#### AVAILABLE DATA

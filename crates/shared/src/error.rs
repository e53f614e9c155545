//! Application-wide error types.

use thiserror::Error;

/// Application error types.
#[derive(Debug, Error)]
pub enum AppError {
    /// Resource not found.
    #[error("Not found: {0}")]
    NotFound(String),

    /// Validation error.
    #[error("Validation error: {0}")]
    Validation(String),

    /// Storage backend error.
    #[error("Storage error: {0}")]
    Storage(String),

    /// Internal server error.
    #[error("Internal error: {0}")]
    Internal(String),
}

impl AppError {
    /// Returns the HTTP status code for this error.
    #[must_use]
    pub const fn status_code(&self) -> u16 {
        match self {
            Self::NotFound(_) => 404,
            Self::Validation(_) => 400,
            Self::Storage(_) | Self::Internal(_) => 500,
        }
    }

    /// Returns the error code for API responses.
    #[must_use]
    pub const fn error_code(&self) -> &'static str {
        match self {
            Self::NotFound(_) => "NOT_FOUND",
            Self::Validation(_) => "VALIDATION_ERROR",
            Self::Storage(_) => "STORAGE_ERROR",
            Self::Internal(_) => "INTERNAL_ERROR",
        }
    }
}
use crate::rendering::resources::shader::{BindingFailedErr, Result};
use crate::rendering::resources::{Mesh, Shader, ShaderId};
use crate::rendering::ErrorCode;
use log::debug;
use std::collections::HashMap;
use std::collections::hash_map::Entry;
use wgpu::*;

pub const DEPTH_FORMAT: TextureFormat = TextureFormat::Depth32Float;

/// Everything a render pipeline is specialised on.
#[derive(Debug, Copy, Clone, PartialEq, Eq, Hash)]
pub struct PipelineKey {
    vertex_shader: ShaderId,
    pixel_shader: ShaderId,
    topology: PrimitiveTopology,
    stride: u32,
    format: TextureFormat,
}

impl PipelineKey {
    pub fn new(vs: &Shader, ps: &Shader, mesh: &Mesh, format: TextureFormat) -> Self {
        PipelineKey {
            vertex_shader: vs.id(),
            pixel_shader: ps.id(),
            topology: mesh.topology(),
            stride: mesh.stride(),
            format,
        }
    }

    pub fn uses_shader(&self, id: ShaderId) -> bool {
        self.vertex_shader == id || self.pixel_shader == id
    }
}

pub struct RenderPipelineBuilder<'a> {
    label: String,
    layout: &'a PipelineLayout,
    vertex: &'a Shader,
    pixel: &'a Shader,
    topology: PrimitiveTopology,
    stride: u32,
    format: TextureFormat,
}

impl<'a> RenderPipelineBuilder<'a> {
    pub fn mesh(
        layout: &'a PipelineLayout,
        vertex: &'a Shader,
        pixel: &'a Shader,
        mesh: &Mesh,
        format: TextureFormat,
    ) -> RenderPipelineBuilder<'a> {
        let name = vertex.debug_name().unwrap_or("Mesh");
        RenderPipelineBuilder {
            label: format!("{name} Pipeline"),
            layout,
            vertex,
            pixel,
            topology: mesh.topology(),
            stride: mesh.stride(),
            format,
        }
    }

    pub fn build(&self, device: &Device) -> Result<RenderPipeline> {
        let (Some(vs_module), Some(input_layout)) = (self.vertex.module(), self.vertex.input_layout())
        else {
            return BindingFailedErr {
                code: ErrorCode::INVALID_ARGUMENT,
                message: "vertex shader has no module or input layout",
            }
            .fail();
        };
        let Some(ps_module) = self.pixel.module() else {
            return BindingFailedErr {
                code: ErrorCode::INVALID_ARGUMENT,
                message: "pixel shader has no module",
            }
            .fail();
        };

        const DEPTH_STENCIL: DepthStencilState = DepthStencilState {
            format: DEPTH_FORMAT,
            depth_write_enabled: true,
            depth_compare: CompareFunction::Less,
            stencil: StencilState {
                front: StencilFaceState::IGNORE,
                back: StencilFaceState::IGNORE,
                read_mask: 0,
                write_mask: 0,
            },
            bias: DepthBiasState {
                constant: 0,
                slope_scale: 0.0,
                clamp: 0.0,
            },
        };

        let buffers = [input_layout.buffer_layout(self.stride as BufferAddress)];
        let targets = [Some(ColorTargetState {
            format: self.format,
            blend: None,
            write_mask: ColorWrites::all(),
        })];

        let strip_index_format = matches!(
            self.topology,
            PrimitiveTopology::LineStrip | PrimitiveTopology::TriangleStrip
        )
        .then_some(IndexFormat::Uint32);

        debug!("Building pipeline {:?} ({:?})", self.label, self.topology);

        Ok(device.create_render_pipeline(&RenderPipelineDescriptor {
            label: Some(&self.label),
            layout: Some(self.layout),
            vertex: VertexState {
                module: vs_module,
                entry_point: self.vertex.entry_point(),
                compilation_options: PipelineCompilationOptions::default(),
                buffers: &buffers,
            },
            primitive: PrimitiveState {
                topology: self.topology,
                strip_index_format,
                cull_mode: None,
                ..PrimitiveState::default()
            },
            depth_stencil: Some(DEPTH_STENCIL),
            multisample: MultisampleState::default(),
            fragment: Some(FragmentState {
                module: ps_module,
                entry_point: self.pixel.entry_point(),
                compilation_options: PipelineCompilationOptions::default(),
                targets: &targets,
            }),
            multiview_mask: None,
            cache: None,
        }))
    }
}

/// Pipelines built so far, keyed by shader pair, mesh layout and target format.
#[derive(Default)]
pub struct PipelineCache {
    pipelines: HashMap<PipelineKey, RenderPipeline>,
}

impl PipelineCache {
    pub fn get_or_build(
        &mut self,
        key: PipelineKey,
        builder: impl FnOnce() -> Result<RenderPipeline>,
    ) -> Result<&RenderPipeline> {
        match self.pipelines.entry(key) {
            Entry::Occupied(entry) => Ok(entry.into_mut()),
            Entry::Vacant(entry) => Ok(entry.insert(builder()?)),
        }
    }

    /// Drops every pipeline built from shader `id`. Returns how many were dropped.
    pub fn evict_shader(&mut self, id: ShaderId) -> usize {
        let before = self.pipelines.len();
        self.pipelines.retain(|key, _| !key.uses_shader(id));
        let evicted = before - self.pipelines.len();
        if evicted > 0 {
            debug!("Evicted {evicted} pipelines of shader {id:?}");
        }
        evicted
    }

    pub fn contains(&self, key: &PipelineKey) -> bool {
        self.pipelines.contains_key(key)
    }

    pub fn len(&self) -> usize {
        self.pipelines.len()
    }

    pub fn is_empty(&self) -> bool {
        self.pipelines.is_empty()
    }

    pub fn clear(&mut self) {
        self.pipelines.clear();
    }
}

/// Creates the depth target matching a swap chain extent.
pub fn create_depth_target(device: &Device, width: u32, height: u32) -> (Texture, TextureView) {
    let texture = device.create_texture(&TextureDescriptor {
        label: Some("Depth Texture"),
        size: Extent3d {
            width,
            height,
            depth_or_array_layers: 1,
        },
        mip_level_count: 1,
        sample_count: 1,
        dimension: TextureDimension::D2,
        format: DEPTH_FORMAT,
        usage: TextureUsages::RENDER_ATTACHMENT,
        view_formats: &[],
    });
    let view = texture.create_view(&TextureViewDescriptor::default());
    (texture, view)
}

########

◆ **WHAT IS EXPECTED**
Every line above that holds the string "ShaderId" should be returned.

◆ **ANSWER AREA**
use crate::rendering::resources::{Mesh, Shader, ShaderId};
    vertex_shader: ShaderId,
    pixel_shader: ShaderId,
    pub fn uses_shader(&self, id: ShaderId) -> bool {
    pub fn evict_shader(&mut self, id: ShaderId) -> usize {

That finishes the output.